Big BUT, says Paul Ryan, premiums will come down 10 percent for those who are left. The Wisconsin Republican tells Fox News:

“Of course they’re going to say if we stop forcing people to buy something they don’t want to buy they’re not going to buy it,” Ryan said. “That’s why you have these uninsured numbers, which we all expected.”

According to Ryan, the key numbers in the analysis would come once the bill’s reforms took effect in 2020.

“It will lower premiums 10 percent. It stabilizes the market. It’s a $1.2 trillion spending cut, and $883 billion tax cut and $337 billion in deficit reduction,” Ryan said. “So, this compared to the status quo is far better.”

Ryan forgot to mention the CBO projects that cutting funding to Planned Parenthood for a year would result in “several thousand” additional births which, if they are the right kind of babies, will make Iowa Rep. Steve King happy.

Slate’s Jonathan Weissmann writes of the CBO analysis analysis:

There are lots of losers under the Republican plan to replace Obamacare, but perhaps nobody would suffer as badly as older Americans who live just above or around the poverty line. According to the new estimates from the Congressional Budget Office, that group could see its insurance premiums rise by 750 percent within a decade years under the House GOP’s American Health Care Act, compared to what they’d pay under current law for more comprehensive coverage.

That’s not a typo, he repeats: 750 percent.
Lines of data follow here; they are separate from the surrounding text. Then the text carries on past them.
impl MockGateway {
    /// Create an empty mock owned by `owner`.
    pub fn new(owner: impl Into<String>) -> Self {
        Self {
            state: Arc::new(RwLock::new(MockExchangeState::default())),
            signer: SigningIdentity {
                address: owner.into(),
            },
            order_id_counter: Arc::new(AtomicU64::new(1)),
        }
    }

    /// Build a paper exchange from config, with `subaccount` funded by the
    /// configured balances.
    pub async fn seeded(owner: &str, subaccount: &str, paper: &PaperConfig) -> Result<Self> {
        let gateway = Self::new(owner);
        let address = format!("paper-{subaccount}");
        gateway.add_subaccount(subaccount, &address).await;

        let tokens: Vec<Token> = paper
            .markets
            .iter()
            .flat_map(|m| [m.base.clone(), m.quote.clone()])
            .collect();
        let canonical = |symbol: &str| {
            tokens
                .iter()
                .find(|t| t.symbol.eq_ignore_ascii_case(symbol))
                .map(|t| t.symbol.clone())
                .unwrap_or_else(|| symbol.to_string())
        };

        for market in &paper.markets {
            gateway.add_market(market.clone()).await;
        }
        for (symbol, price) in &paper.oracle_prices {
            gateway.set_oracle_price(&canonical(symbol), *price).await?;
        }
        for (symbol, amount) in &paper.balances {
            let token = tokens
                .iter()
                .find(|t| t.symbol.eq_ignore_ascii_case(symbol))
                .with_context(|| format!("paper balance for unknown token {symbol}"))?;
            gateway.set_balance(&address, token, *amount).await?;
        }
        for (market_id, rate_pct) in &paper.funding_rates {
            let oracle_price = match paper.markets.iter().find(|m| &m.external_id == market_id) {
                Some(m) => paper
                    .oracle_prices
                    .iter()
                    .find(|(s, _)| s.eq_ignore_ascii_case(&m.base.symbol))
                    .map(|(_, p)| to_fixed_point(*p, ORACLE_PRICE_DECIMALS))
                    .transpose()?
                    .unwrap_or(0),
                None => 0,
            };
            let funding_rate = (*rate_pct / dec!(100) * Decimal::from(10u64.pow(PERP_DECIMALS)))
                .trunc()
                .to_i128()
                .with_context(|| format!("funding rate {rate_pct} out of range"))?;
            gateway
                .set_perp_market(PerpMarketInfo {
                    market_id: market_id.clone(),
                    funding_rate,
                    oracle_price,
                })
                .await;
        }

        info!(
            %owner,
            %subaccount,
            markets = paper.markets.len(),
            balances = paper.balances.len(),
            "Paper gateway seeded"
        );
        Ok(gateway)
    }

    pub async fn add_market(&self, pair: MarketPair) {
        self.state.write().await.markets.insert(pair.id.clone(), pair);
    }

    pub async fn add_subaccount(&self, name: &str, address: &str) {
        let owner = self.signer.address.clone();
        self.state
            .write()
            .await
            .subaccounts
            .entry(owner)
            .or_default()
            .push(Subaccount {
                name: name.to_string(),
                address: address.to_string(),
            });
    }

    pub async fn set_oracle_price(&self, symbol: &str, price: Decimal) -> Result<()> {
        let raw = to_fixed_point(price, ORACLE_PRICE_DECIMALS)?;
        self.state
            .write()
            .await
            .oracle_prices
            .insert(symbol.to_string(), raw);
        Ok(())
    }

    pub async fn clear_oracle_prices(&self) {
        self.state.write().await.oracle_prices.clear();
    }

    /// Set a balance in human units using the token's decimals.
    pub async fn set_balance(&self, subaccount: &str, token: &Token, amount: Decimal) -> Result<()> {
        let raw = to_fixed_point(amount, token.decimals)?;
        self.state
            .write()
            .await
            .balances
            .insert((subaccount.to_string(), token.symbol.clone()), raw);
        Ok(())
    }

    pub async fn set_perp_market(&self, info: PerpMarketInfo) {
        self.state
            .write()
            .await
            .perp_markets
            .insert(info.market_id.clone(), info);
    }

    pub async fn set_perp_position(&self, subaccount: &str, position: PerpPosition) {
        self.state.write().await.perp_positions.insert(
            (subaccount.to_string(), position.market_id.clone()),
            position,
        );
    }

    pub async fn add_open_order(&self, subaccount: &str, pair_id: &str, order: OpenOrder) {
        self.state
            .write()
            .await
            .open_orders
            .entry((subaccount.to_string(), pair_id.to_string()))
            .or_default()
            .push(order);
    }

    /// Fail the next `count` calls of `operation`.
    pub async fn fail_next(&self, operation: &'static str, count: usize) {
        self.fail_after(operation, 0, count).await;
    }

    /// Let `skip` calls of `operation` through, then fail the following `count`.
    pub async fn fail_after(&self, operation: &'static str, skip: usize, count: usize) {
        self.state.write().await.failures.push(FailureRule {
            operation,
            skip,
            remaining: count,
        });
    }

    /// Mutating calls recorded so far.
    pub async fn calls(&self) -> Vec<GatewayCall> {
        self.state.read().await.calls.clone()
    }

    pub async fn clear_calls(&self) {
        self.state.write().await.calls.clear();
    }

    pub async fn balance(&self, subaccount: &str, token: &str) -> u128 {
        self.state
            .read()
            .await
            .balances
            .get(&(subaccount.to_string(), token.to_string()))
            .copied()
            .unwrap_or(0)
    }

    fn next_order_id(&self) -> String {
        format!("mock-{}", self.order_id_counter.fetch_add(1, Ordering::SeqCst))
    }

    fn check_failure(state: &mut MockExchangeState, operation: &'static str) -> Result<()> {
        if let Some(rule) = state
            .failures
            .iter_mut()
            .find(|r| r.operation == operation && (r.skip > 0 || r.remaining > 0))
        {
            if rule.skip > 0 {
                rule.skip -= 1;
                return Ok(());
            }
            rule.remaining -= 1;
            bail!("injected failure in {operation}");
        }
        Ok(())
    }

    fn market<'a>(state: &'a MockExchangeState, pair_id: &str) -> Result<&'a MarketPair> {
        state
            .markets
            .get(pair_id)
            .ok_or_else(|| anyhow!("unknown pair {pair_id}"))
    }

    fn fill_price(state: &MockExchangeState, pair: &MarketPair) -> Result<Decimal> {
        if let Some(raw) = state.oracle_prices.get(&pair.base.symbol) {
            let price = from_fixed_point(*raw, ORACLE_PRICE_DECIMALS)?;
            if !price.is_zero() {
                return Ok(price);
            }
        }
        pair.reference_price
            .filter(|p| !p.is_zero())
            .ok_or_else(|| anyhow!("no fill price for {}", pair.id))
    }

    fn adjust_balance(
        state: &mut MockExchangeState,
        subaccount: &str,
        token: &str,
        delta: i128,
    ) -> Result<()> {
        let entry = state
            .balances
            .entry((subaccount.to_string(), token.to_string()))
            .or_insert(0);
        let current = i128::try_from(*entry)?;
        let next = current + delta;
        if next < 0 {
            bail!("insufficient {token} balance in {subaccount}");
        }
        *entry = u128::try_from(next)?;
        Ok(())
    }
}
There will be a lot of numbers bandied about as Republicans and the Trump White House try to control the narrative surrounding the AHCA. Ryan argues that the CBO scoring fails to take into account that this is only Phase 1 of the GOP’s three phase plan for repealing and replacing Obamacare. The twin miracles of choice and competition don’t kick in until later, Market willing.

What’s lost among the political abstractions and ideology is people. The numbers leave little room for human beings seeing a doctor when they get sick. But freedom, ya know? And deficit reduction. And corporate tax cuts. “Far better” for treating your child’s cancer, or your own.

Believe him. But maybe a little more detail is needed in Phase 2.